Divisó a un camarero con una bandeja llena de copas y bebidas que se tambaleaba ligeramente y aprovechó para seguirlo. Cuando pasaban al lado de la mesa de Paula, Lindsay dio un traspié y empujó al camarero. Este cayó hacia delante, todo lo largo que era, y rompió todo el contenido del pedido que transportaba, derramando bebidas y cristales por todas partes.


Pronto reinó la confusión en el restaurante y Lindsay aprovechó el momento para robar la cartera del bolso de Paula y salir hacia el cuarto de baño sin que nadie reparara en ella. Escondida dentro de uno de los retretes, ojeó toda la documentación y encontró la dirección de ella. Luego salió cuando aún estaban recogiendo el estropicio causado y se marchó.


Si quería llevar a cabo su plan de forma adecuada, debía contar con un elemento indispensable en él: dinero. Su hermano le había enseñado cómo chantajear a la gente por unas buenas cantidades de dólares y pensó que no resultaría difícil conseguir dinero de esa forma.
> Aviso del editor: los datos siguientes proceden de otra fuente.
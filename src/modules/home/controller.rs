use axum::{Json, extract::State, response::Html};
use serde::Serialize;
use utoipa::ToSchema;

use crate::state::AppState;
use crate::views;

#[derive(Debug, Serialize, ToSchema)]
pub struct HealthResponse {
    #[schema(example = "ok")]
    pub status: &'static str,
    #[schema(example = "0.1.0")]
    pub version: &'static str,
}

pub async fn intro(State(state): State<AppState>) -> Html<String> {
    Html(views::intro_page(&state.server_config.app_title))
}

#[utoipa::path(
    get,
    path = "/health",
    responses(
        (status = 200, description = "Service is up", body = HealthResponse)
    ),
    tag = "Health"
)]
pub async fn health() -> Json<HealthResponse> {
    Json(HealthResponse {
        status: "ok",
        version: env!("CARGO_PKG_VERSION"),
    })
}
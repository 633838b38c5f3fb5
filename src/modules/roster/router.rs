use axum::{
    Router,
    routing::{get, post},
};

use crate::state::AppState;

use super::controller::{get_roster, redirect_to_register_page, register_page};

pub fn init_roster_router() -> Router<AppState> {
    Router::new()
        .route("/registerPage", post(redirect_to_register_page))
        .route("/registerPage/{class_id}", get(register_page))
}

/// Mounted under `/api/classes`.
pub fn init_roster_api_router() -> Router<AppState> {
    Router::new().route("/{class_id}/roster", get(get_roster))
}
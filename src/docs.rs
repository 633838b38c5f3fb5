use utoipa::openapi::security::{ApiKey, ApiKeyValue, HttpAuthScheme, HttpBuilder, SecurityScheme};
use utoipa::{Modify, OpenApi};

use rollcall_core::ErrorResponse;
use rollcall_models::{CheckInCodeResponse, RosterEntry, RosterRedirectForm, RosterResponse};

use crate::modules::home::controller::HealthResponse;

#[derive(OpenApi)]
#[openapi(
    paths(
        crate::modules::home::controller::health,
        crate::modules::checkin::controller::check_in,
        crate::modules::codes::controller::generate_code,
        crate::modules::codes::controller::get_checkin_code,
        crate::modules::roster::controller::register_page,
        crate::modules::roster::controller::redirect_to_register_page,
        crate::modules::roster::controller::get_roster,
    ),
    components(
        schemas(
            RosterEntry,
            RosterResponse,
            RosterRedirectForm,
            CheckInCodeResponse,
            HealthResponse,
            ErrorResponse,
        )
    ),
    modifiers(&SecurityAddon),
    tags(
        (name = "Check-in", description = "Redeeming check-in tokens"),
        (name = "Codes", description = "Check-in QR codes and URLs"),
        (name = "Roster", description = "Class attendance rosters"),
        (name = "Health", description = "Liveness")
    ),
    info(
        title = "Rollcall API",
        version = "0.1.0",
        description = "QR code attendance tracking backed by DynamoDB.",
        license(
            name = "MIT"
        )
    )
)]
pub struct ApiDoc;

struct SecurityAddon;

impl Modify for SecurityAddon {
    fn modify(&self, openapi: &mut utoipa::openapi::OpenApi) {
        if let Some(components) = openapi.components.as_mut() {
            components.add_security_scheme(
                "bearer_auth",
                SecurityScheme::Http(
                    HttpBuilder::new()
                        .scheme(HttpAuthScheme::Bearer)
                        .bearer_format("JWT")
                        .build(),
                ),
            );
            components.add_security_scheme(
                "session_cookie",
                SecurityScheme::ApiKey(ApiKey::Cookie(ApiKeyValue::new("appSession"))),
            );
        }
    }
}
use axum::{
    extract::{MatchedPath, Request},
    middleware::Next,
    response::Response,
};
use std::fs;
use std::sync::OnceLock;
use std::time::Instant;
use tracing::{error, info, warn};
use tracing_appender::rolling::{RollingFileAppender, Rotation};
use tracing_subscriber::{EnvFilter, Layer, fmt, layer::SubscriberExt, util::SubscriberInitExt};

use crate::basic_logging::init_basic_console_logging;

static OBSERVABILITY_ENABLED: OnceLock<bool> = OnceLock::new();

/// `OBSERVABILITY_ENABLED`, read once. Anything but `false`/`0` counts as on.
pub fn is_observability_enabled() -> bool {
    *OBSERVABILITY_ENABLED.get_or_init(|| match std::env::var("OBSERVABILITY_ENABLED") {
        Ok(value) => !matches!(value.trim().to_lowercase().as_str(), "false" | "0"),
        Err(_) => true,
    })
}

/// Logs one line when a request arrives and one when it completes.
///
/// The completion line is emitted at `warn` for 4xx and `error` for 5xx so
/// that the error log file picks up server failures. Each request gets a
/// fresh `request_id` tying both lines together.
pub async fn logging_middleware(req: Request, next: Next) -> Response {
    let start = Instant::now();
    let method = req.method().clone();
    let route = req
        .extensions()
        .get::<MatchedPath>()
        .map(|p| p.as_str().to_string())
        .unwrap_or_else(|| req.uri().path().to_string());
    let request_id = uuid::Uuid::new_v4();

    info!(%request_id, %method, %route, "Request received");

    let response = next.run(req).await;
    let status = response.status().as_u16();
    let latency_ms = start.elapsed().as_millis() as u64;

    if response.status().is_server_error() {
        error!(%request_id, %method, %route, status, latency_ms, "Request failed");
    } else if response.status().is_client_error() {
        warn!(%request_id, %method, %route, status, latency_ms, "Request rejected");
    } else {
        info!(%request_id, %method, %route, status, latency_ms, "Request handled");
    }

    response
}

/// Installs the global subscriber.
///
/// Console output is filtered by `RUST_LOG` (default `rollcall=info`).
/// Errors also go to a daily-rotated plain log and everything at info and
/// above to a daily-rotated JSON log, both under `LOG_DIR`
/// (default `storage/logs`). When the directory cannot be created the
/// file layers are skipped.
pub fn init_tracing() {
    if !is_observability_enabled() {
        init_basic_console_logging();
        info!("Observability disabled, console logging only");
        return;
    }

    let console_filter = EnvFilter::try_from_default_env().unwrap_or_else(|_| {
        EnvFilter::new("rollcall=info,tower_http=warn,hyper=info,aws_smithy_runtime=warn")
    });
    let console_layer = fmt::layer()
        .compact()
        .with_target(false)
        .with_file(true)
        .with_line_number(true)
        .with_filter(console_filter);

    let log_dir = std::env::var("LOG_DIR").unwrap_or_else(|_| "storage/logs".to_string());
    let dir_error = fs::create_dir_all(&log_dir).err();

    let (error_layer, json_layer) = if dir_error.is_none() {
        let errors = fmt::layer()
            .with_writer(RollingFileAppender::new(Rotation::DAILY, &log_dir, "rollcall.log"))
            .with_ansi(false)
            .with_target(false)
            .with_file(true)
            .with_line_number(true)
            .with_filter(EnvFilter::new("error"));
        let json = fmt::layer()
            .json()
            .with_writer(RollingFileAppender::new(Rotation::DAILY, &log_dir, "rollcall.json"))
            .with_current_span(true)
            .with_span_list(true)
            .with_filter(EnvFilter::new("info"));
        (Some(errors), Some(json))
    } else {
        (None, None)
    };

    tracing_subscriber::registry()
        .with(console_layer)
        .with(error_layer)
        .with(json_layer)
        .init();

    match dir_error {
        None => info!(log_dir = %log_dir, "Tracing initialized with file logging"),
        Some(e) => {
            warn!(log_dir = %log_dir, error = %e, "Log directory unavailable, console logging only")
        }
    }
}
Y así empezó a reunir a sus víctimas y a almacenar dinero mientras hacía de voluntaria en diferentes residencias de ancianos y conseguía cuentas de ahorro de las personas mayores que fallecían o estaban a punto de hacerlo. Se aseguraba de que no tuvieran familia directa que se pudiera percatar de la apropiación de la cuenta y obraba sus milagros económicos sin ninguna dificultad.


El día después de robarle la cartera a Paula, a mediodía, se presentó en su casa para devolvérsela, inventando una historia sobre el lugar donde la había encontrado. Paula registró el contenido y confirmó que faltaban sus tarjetas y el dinero que llevaba, pero agradeció que su documentación permaneciera allí. Pero, por encima de todo, agradeció que aquella chica desconocida le devolviera la cartera que Simon le había regalado hacia unos años, por su cumpleaños. Era un modelo de piel roja de Carolina Herrera, con el que ella se había encaprichado una tarde de compras con su cuñada pero le pareció demasiado caro. Sin embargo, Carmen se lo había contado a Simon y en la fiesta de su veintisiete cumpleaños se lo habían regalado. Ya habían pasado tres años desde entonces, pero Pau seguía muy apegada a ese detalle y agradeció a Linda —ya se presentó entonces con ese nombre— que se la hubiera devuelto.


A partir de ese momento se hicieron bastante amigas, pero no fue hasta que Pau metió a Linda a trabajar en la oficina del Fiscal que su amistad se fortaleció. Linda montó un drama cuando le dijo a su amiga que la habían echado del trabajo de recepcionista en un hotel de carretera por reducción de plantilla y Pau no se lo pensó dos veces y propuso a Linda como chica del correo. Luego ella fue ascendiendo por méritos propios hasta convertirse en ayudante de uno de los abogados que trabajaban en la Fiscalía. Mientras, iba trazando un plan que se iba alargando con el tiempo y ya duraba tres años.


Se había creado un perfil perfecto, había falsificado documentación, tarjetas, cuentas bancarias y había creado a una nueva persona. Se había deshecho de la inocente y despechada Lindsay Schencil, para convertirse, a los ojos de la ley, nunca mejor dicho, en Linda Trent.